PROMPT: For the entries below, print exactly the lines between the line holding "state.with_ceiling(stop_line, ParentType::Alert, |state|" and the line holding "fn parse_opener(params: &str)", inclusive, and nothing else.

*** Opening INFORMATION PROVIDED ***

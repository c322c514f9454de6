use crate::block::{BlockParser, BlockState, ParentType};
use crate::token::{LineRange, Token};

use super::AlertType;

const MARKER: &str = ":::";

/// Block rule for `:::type [title]` ... `:::`.
///
/// In silent mode only the opening line is validated. Otherwise the rule
/// scans for the closing `:::`, stopping early at a non-empty line indented
/// below `state.blk_indent` or at `end_line` (an implicit close). The
/// interior is tokenized as ordinary blocks with the line ceiling lowered
/// to the closing boundary. An explicit closer is consumed; the line that
/// stopped an implicit close is left for the next rule.
pub fn try_match_alert_block(
    state: &mut BlockState<'_>,
    parser: &BlockParser,
    start_line: usize,
    end_line: usize,
    silent: bool,
) -> bool {
    let pos = state.content_start(start_line);
    let max = state.e_marks[start_line];
    if pos + MARKER.len() > max || !state.src[pos..max].starts_with(MARKER) {
        return false;
    }
    if state.s_count[start_line] - state.blk_indent >= 4 {
        return false;
    }

    let Some((alert_type, title)) = parse_opener(&state.src[pos + MARKER.len()..max]) else {
        log::trace!("line {start_line}: `:::` without a known alert type");
        return false;
    };
    if silent {
        return true;
    }

    let (stop_line, explicit_close) = find_close(state, start_line, end_line);
    if !explicit_close {
        log::trace!("alert `{alert_type}` at line {start_line} closed implicitly at line {stop_line}");
    }

    state.push(Token::AlertOpen {
        alert_type,
        title,
        map: LineRange::new(start_line, stop_line),
    });

    let parse_interior = explicit_close || parser.options().alerts_parse_unterminated;
    if parse_interior && stop_line > start_line + 1 {
        state.with_ceiling(stop_line, ParentType::Alert, |state| {
            parser.tokenize(state, start_line + 1, stop_line);
        });
    }

    state.push(Token::AlertClose);
    state.line = stop_line + usize::from(explicit_close);
    true
}

/// Split the text after `:::` into a type and an optional title.
///
/// The first whitespace-separated word is the type; the remaining words,
/// joined by single spaces, form the title.
fn parse_opener(params: &str) -> Option<(AlertType, Option<String>)> {
    let mut words = params.split_whitespace();
    let alert_type = AlertType::parse(words.next()?)?;

    let mut title = String::new();
    for word in words {
        if !title.is_empty() {
            title.push(' ');
        }
        title.push_str(word);
    }
    Some((alert_type, (!title.is_empty()).then_some(title)))
}

/// Find the line that ends the block opened at `start_line`.
///
/// Returns the stop line and whether it holds an explicit `:::` closer.
fn find_close(state: &BlockState<'_>, start_line: usize, end_line: usize) -> (usize, bool) {
    let mut line = start_line + 1;
    while line < end_line {
        let text = state.line_text(line);
        // Outdented: the enclosing container ends here.
        if !text.is_empty() && state.s_count[line] < state.blk_indent {
            return (line, false);
        }
        if text.trim() == MARKER {
            return (line, true);
        }
        line += 1;
    }
    (end_line, false)
}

*** Closing INFORMATION PROVIDED ***

RESPONSE TO THIS EXERCISE:
        state.with_ceiling(stop_line, ParentType::Alert, |state| {
            parser.tokenize(state, start_line + 1, stop_line);
        });
    }

    state.push(Token::AlertClose);
    state.line = stop_line + usize::from(explicit_close);
    true
}

/// Split the text after `:::` into a type and an optional title.
///
/// The first whitespace-separated word is the type; the remaining words,
/// joined by single spaces, form the title.
fn parse_opener(params: &str) -> Option<(AlertType, Option<String>)> {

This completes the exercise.